Vincent Van Gogh (1890)

 

Talvolta le riscritture sottolineano gli aspetti teologicamente meno rilevanti (come il cattivo odore del corpo in decomposizione), ma come facilmente ci si può attendere, contengono pure le obiezioni alle interpretazioni tradizionali o persino le proprie insoddisfazioni per il racconto canonico. Eppure su un punto possiamo concordare con i nostri riscrittori: che cosa ha significato la resurrezione di Lazzaro se poi l’uomo di Betania non prende mai la parola? La sua permanenza nel regno dei morti resta un mistero: possibile che nessuno gliene abbia chiesto conto? Non sono in tanti a essere tornati dallo sheol! Allo stesso modo sfugge il senso di quel ritorno alla vita se di fatto non lo si vede agire sulla scena. Dopo la resurrezione, Giovanni lo cita ancora come uno dei commensali a tavola con Gesù, sebbene a quella cena siano le sorelle a essere attrici sulla scena: Marta serve a tavola e Maria compie il gesto di unzione che tanto scandalizza Giuda. Lazzaro è ancora oggetto dell’interesse di chi vuole appurarne la resurrezione, ma appunto resta un soggetto passivo. Su queste ellissi narrative, ogni autore individua la propria pista di riflessione più o meno convincente.

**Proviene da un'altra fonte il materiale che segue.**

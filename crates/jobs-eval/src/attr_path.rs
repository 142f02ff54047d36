use std::fmt;

/// Position of a node inside the release tree. The empty path is the root.
#[derive(Debug, Clone, Default, PartialEq, Eq, Hash, PartialOrd, Ord)]
pub struct AttrPath {
    segments: Vec<String>,
}

impl AttrPath {
    pub fn root() -> Self {
        Self::default()
    }

    pub fn is_root(&self) -> bool {
        self.segments.is_empty()
    }

    pub fn child(&self, name: &str) -> Self {
        let mut segments = self.segments.clone();
        segments.push(name.to_string());
        Self { segments }
    }

    pub fn segments(&self) -> &[String] {
        &self.segments
    }

    /// Splits a dotted path. Only meant for paths whose attribute names
    /// contain no dots themselves.
    pub fn parse(dotted: &str) -> Self {
        if dotted.is_empty() {
            return Self::root();
        }
        Self {
            segments: dotted.split('.').map(str::to_string).collect(),
        }
    }
}

impl fmt::Display for AttrPath {
    fn fmt(&self, f: &mut fmt::Formatter<'_>) -> fmt::Result {
        write!(f, "{}", self.segments.join("."))
    }
}

impl From<&str> for AttrPath {
    fn from(dotted: &str) -> Self {
        Self::parse(dotted)
    }
}

#[cfg(test)]
mod tests {
    use super::*;

    #[test]
    fn child_of_root_has_no_leading_dot() {
        let path = AttrPath::root().child("hello");
        assert_eq!(path.to_string(), "hello");
        assert_eq!(path.child("x86_64-linux").to_string(), "hello.x86_64-linux");
    }

    #[test]
    fn root_displays_as_empty_string() {
        assert_eq!(AttrPath::root().to_string(), "");
        assert!(AttrPath::parse("").is_root());
    }

    #[test]
    fn dotted_names_stay_one_segment() {
        let path = AttrPath::root().child("python3.11");
        assert_eq!(path.segments().len(), 1);
        assert_eq!(path.to_string(), "python3.11");
    }
}
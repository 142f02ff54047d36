//! The evaluator contract the walker is written against.
//!
//! The walker never inspects values directly. It forces them to weak head
//! normal form through an [`Evaluator`] and looks at the resulting [`Whnf`]
//! shape. String coercion returns the string together with its [`Context`]
//! so that aggregate jobs can recover which derivations they reference.

use std::collections::{BTreeMap, BTreeSet};

use crate::error::{Error, Result};

/// Provenance tags collected while coercing a value to a string. A tag of
/// the form `!<output>!<drvPath>` refers to one output of a derivation.
pub type Context = BTreeSet<String>;

/// An ordered attribute set of unevaluated values.
#[derive(Debug, Clone)]
pub struct Attrs<V> {
    entries: Vec<(String, V)>,
}

impl<V> Attrs<V> {
    pub fn new(entries: Vec<(String, V)>) -> Self {
        Self { entries }
    }

    pub fn get(&self, name: &str) -> Option<&V> {
        self.entries
            .iter()
            .find(|(key, _)| key == name)
            .map(|(_, value)| value)
    }

    pub fn iter(&self) -> impl Iterator<Item = (&str, &V)> {
        self.entries.iter().map(|(key, value)| (key.as_str(), value))
    }

    pub fn names(&self) -> impl Iterator<Item = &str> {
        self.entries.iter().map(|(key, _)| key.as_str())
    }

    pub fn len(&self) -> usize {
        self.entries.len()
    }

    pub fn is_empty(&self) -> bool {
        self.entries.is_empty()
    }
}

/// A value forced to weak head normal form. Lists and attribute sets hold
/// their elements unevaluated.
#[derive(Debug, Clone)]
pub enum Whnf<V> {
    Null,
    Bool(bool),
    Int(i64),
    Float(f64),
    Str(String),
    List(Vec<V>),
    Attrs(Attrs<V>),
    Function,
}

impl<V> Whnf<V> {
    /// Type name as used in evaluation error messages.
    pub fn kind(&self) -> &'static str {
        match self {
            Whnf::Null => "null",
            Whnf::Bool(_) => "a Boolean",
            Whnf::Int(_) => "an integer",
            Whnf::Float(_) => "a float",
            Whnf::Str(_) => "a string",
            Whnf::List(_) => "a list",
            Whnf::Attrs(_) => "a set",
            Whnf::Function => "a function",
        }
    }

    /// Short rendering for diagnostics. Nested values are not forced.
    pub fn show(&self) -> String {
        match self {
            Whnf::Null => "null".to_string(),
            Whnf::Bool(b) => b.to_string(),
            Whnf::Int(n) => n.to_string(),
            Whnf::Float(x) => x.to_string(),
            Whnf::Str(s) => format!("{:?}", s),
            Whnf::List(items) => format!("[ <{} elements> ]", items.len()),
            Whnf::Attrs(attrs) => {
                let names: Vec<&str> = attrs.names().collect();
                format!("{{ {} }}", names.join("; "))
            }
            Whnf::Function => "<LAMBDA>".to_string(),
        }
    }
}

/// One binding supplied to functions found in the tree.
#[derive(Debug, Clone, PartialEq)]
pub enum AutoArg {
    /// A literal value, written as JSON or YAML.
    Expr(serde_json::Value),
    /// A plain string, never parsed.
    Str(String),
}

/// Bindings passed to every callable node before it is classified.
#[derive(Debug, Clone, Default, PartialEq)]
pub struct AutoArgs {
    bindings: BTreeMap<String, AutoArg>,
}

impl AutoArgs {
    pub fn new() -> Self {
        Self::default()
    }

    pub fn insert(&mut self, name: impl Into<String>, arg: AutoArg) {
        self.bindings.insert(name.into(), arg);
    }

    pub fn get(&self, name: &str) -> Option<&AutoArg> {
        self.bindings.get(name)
    }

    pub fn is_empty(&self) -> bool {
        self.bindings.is_empty()
    }
}

pub trait Evaluator {
    type Value: Clone;

    /// Evaluates `value` to weak head normal form. Implementations memoize
    /// as they see fit; callers must not rely on either behaviour.
    fn force(&self, value: &Self::Value) -> Result<Whnf<Self::Value>>;

    /// Applies `value` to `args` if it is a function, otherwise returns it
    /// unchanged.
    fn auto_call(&self, value: &Self::Value, args: &AutoArgs) -> Result<Self::Value>;

    /// Coerces `value` to a string, returning the string context gathered
    /// along the way.
    fn coerce_to_string(&self, value: &Self::Value) -> Result<(String, Context)>;

    fn force_string(&self, value: &Self::Value) -> Result<String> {
        match self.force(value)? {
            Whnf::Str(s) => Ok(s),
            other => Err(type_error(&other, "a string")),
        }
    }

    fn force_bool(&self, value: &Self::Value) -> Result<bool> {
        match self.force(value)? {
            Whnf::Bool(b) => Ok(b),
            other => Err(type_error(&other, "a Boolean")),
        }
    }

    fn force_attrs(&self, value: &Self::Value) -> Result<Attrs<Self::Value>> {
        match self.force(value)? {
            Whnf::Attrs(attrs) => Ok(attrs),
            other => Err(type_error(&other, "a set")),
        }
    }
}

pub(crate) fn type_error<V>(got: &Whnf<V>, expected: &str) -> Error {
    Error::eval(format!(
        "value is {} while {} was expected",
        got.kind(),
        expected
    ))
}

In Confessione di un condannato a morte la sera del suo arresto, prima parte del romanzo Il vangelo secondo Pilato di Eric-Emmanuel Schmitt, Gesù-Jeshua non dà importanza ai miracoli e li minimizza, riferendoli come si trattasse di un grande malinteso, mero frutto dell’esaltazione di chi lo ama. Presto deve però constatare che la gente non va più ad ascoltare le sue parole, ma è solo in cerca di prodigi. E quando ha ormai deciso di non farsi avvicinare ancora dai cercatori di miracoli, si lascia commuovere dalla morte dell’amico Lazzaro. Così, gli si sdraia accanto e «scende nel suo pozzo d’amore», ovvero nella dimensione di intimità dove incontra il Padre. Nel momento in cui ne riemerge, scopre quindi che Lazzaro è seduto.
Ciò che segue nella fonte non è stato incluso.